Apple Pay will soon be available at more than 1 million stores across the U.S. and in the United Kingdom next month, but if you decide to use the payment system proceed with caution -- security experts recently found an easy way for hackers to create fake Apple Pay forms designed to trick you into giving them your credit card information.
This type of attack is a form of phishing in which hackers create fake versions of a legitimate service to entice users to enter their information online and send it directly to their databases. For example, hackers sometimes create Web pages designed to look like the Gmail login or other online accounts. The information often ends up for sale on the Dark Web.
With Apple Pay phishing, the process is more elaborate -- and potentially more damaging.

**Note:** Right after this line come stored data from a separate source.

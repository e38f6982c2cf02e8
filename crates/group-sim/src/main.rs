//! group-sim: run a process group in memory and report what it delivered.

use anyhow::Result;
use clap::Parser;
use std::path::PathBuf;
use tracing::info;
use tracing_subscriber::EnvFilter;

use group_sim::{SimConfig, Simulation};

#[derive(Parser, Debug)]
#[command(name = "group-sim")]
#[command(about = "Simulate uniform broadcast and reference discovery in one process")]
struct Args {
    /// Path to a YAML config file (defaults are used if it doesn't exist)
    #[arg(short, long)]
    config: Option<PathBuf>,

    /// Number of processes, overriding the config file
    #[arg(short, long)]
    processes: Option<u64>,

    /// Number of messages to multicast, overriding the config file
    #[arg(short, long)]
    messages: Option<usize>,

    /// Print the report as JSON
    #[arg(long)]
    json: bool,

    /// Enable verbose logging
    #[arg(long)]
    verbose: bool,
}

#[tokio::main]
async fn main() -> Result<()> {
    let args = Args::parse();

    // Respects RUST_LOG, defaults to info (or debug with --verbose)
    let default_filter = if args.verbose {
        "debug,group_core=debug,group_sim=debug"
    } else {
        "info,group_core=warn"
    };
    let filter =
        EnvFilter::try_from_default_env().unwrap_or_else(|_| EnvFilter::new(default_filter));
    tracing_subscriber::fmt().with_env_filter(filter).init();

    let mut config = match &args.config {
        Some(path) => SimConfig::load(path)?,
        None => SimConfig::default(),
    };
    if let Some(processes) = args.processes {
        config.processes = processes;
    }
    if let Some(messages) = args.messages {
        config.messages = messages;
    }

    info!(
        processes = config.processes,
        messages = config.messages,
        join = config.join,
        "Starting simulation"
    );
    let report = Simulation::new(config)?.run().await?;

    if args.json {
        println!("{}", serde_json::to_string_pretty(&report)?);
    } else {
        println!("{report}");
    }
    Ok(())
}
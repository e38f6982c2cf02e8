//! ProcessId: Unique identifier for a member of the process group.
//!
//! Wraps a u64 internally but displays as a 16-character hex string
//! for human readability. Used both as a transport destination and as
//! a membership participant.

use std::fmt::{self, Display, Formatter};
use std::str::FromStr;
use thiserror::Error;

#[derive(Debug, Error)]
pub enum ProcessIdError {
    #[error("Invalid process ID format: expected 16 hex chars or a decimal number")]
    InvalidFormat,
    #[error("Invalid number: {0}")]
    InvalidNumber(#[from] std::num::ParseIntError),
}

/// A unique identifier for a process in the group.
///
/// # Examples
/// ```
/// use group_core::ProcessId;
///
/// let id = ProcessId::from(7);
/// assert_eq!(id.to_string(), "0000000000000007");
///
/// let parsed: ProcessId = "0000000000000007".parse().unwrap();
/// assert_eq!(parsed, id);
///
/// let short: ProcessId = "7".parse().unwrap();
/// assert_eq!(short, id);
/// ```
#[derive(Debug, Clone, Copy, PartialEq, Eq, Hash, PartialOrd, Ord)]
pub struct ProcessId(u64);

impl ProcessId {
    /// Get the underlying u64 value.
    pub fn as_u64(&self) -> u64 {
        self.0
    }
}

impl Display for ProcessId {
    fn fmt(&self, f: &mut Formatter<'_>) -> fmt::Result {
        write!(f, "{:016x}", self.0)
    }
}

impl FromStr for ProcessId {
    type Err = ProcessIdError;

    fn from_str(s: &str) -> Result<Self, Self::Err> {
        // Canonical format: 16 hex chars
        if s.len() == 16 && s.chars().all(|c| c.is_ascii_hexdigit()) {
            let id = u64::from_str_radix(&s.to_ascii_lowercase(), 16)?;
            return Ok(Self(id));
        }

        // Short decimal form, convenient in config files ("1", "2", ...)
        if !s.is_empty() && s.len() < 16 && s.chars().all(|c| c.is_ascii_digit()) {
            return Ok(Self(s.parse()?));
        }

        Err(ProcessIdError::InvalidFormat)
    }
}

impl From<u64> for ProcessId {
    fn from(id: u64) -> Self {
        Self(id)
    }
}

impl From<ProcessId> for u64 {
    fn from(id: ProcessId) -> u64 {
        id.0
    }
}

// Serialize as hex string for consistency in logs, errors, JSON
impl serde::Serialize for ProcessId {
    fn serialize<S: serde::Serializer>(&self, s: S) -> Result<S::Ok, S::Error> {
        s.serialize_str(&self.to_string())
    }
}

impl<'de> serde::Deserialize<'de> for ProcessId {
    fn deserialize<D: serde::Deserializer<'de>>(d: D) -> Result<Self, D::Error> {
        let s = String::deserialize(d)?;
        s.parse().map_err(serde::de::Error::custom)
    }
}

By using an inexpensive routing device, hackers can create public Wi-Fi networks designed to lure in users. Once you're iPhone is latched onto the network, hackers can send what is called a captive portal, which are the screens users typically see when they try to log on at a Starbucks or at a hotel. In this scenario, the hackers design the portals to look like the Apple Pay page where you enter your credit card information.
You can see the difference between a real Apple Pay page and a phishing captive portal page in the image above, with the real page on the left.
Wandera, a firm that specializes in mobile enterprise cybersecurity, discovered the phishing tactic and has alerted Apple to it. The firm is hoping Apple will make changes to make it easier for iPhone users to spot fake Apple Pay pages. For example, Apple could show users their Apple ID, which is a bit of information only the user and Apple would be privy to.
For now, though, there are a couple of things you can do to make sure you aren't fooled into giving up your credit card information.
Only use Wi-Fi networks you trust. Everyone loves using free Wi-Fi to save data, but you should only log into networks you trust, like your own, your friends', your companies' or your favorite coffee shops after asking them for their networks' name. If you see an open Wi-Fi network that seems sketchy, it might be and you're probably better off skipping it.
Look for the signs. With Apple Pay, you should only have to fill out your credit card information when you enter in a new card. Apple doesn't ask you to do so multiple times, so if you've already done it and your card hasn't changed, there's no reason to enter it again. Additionally, the Apple Pay credit card page should take up the entire screen. If you get a page that looks like it with a big gray square at the top, it's probably a malicious captive portal, which you should ignore.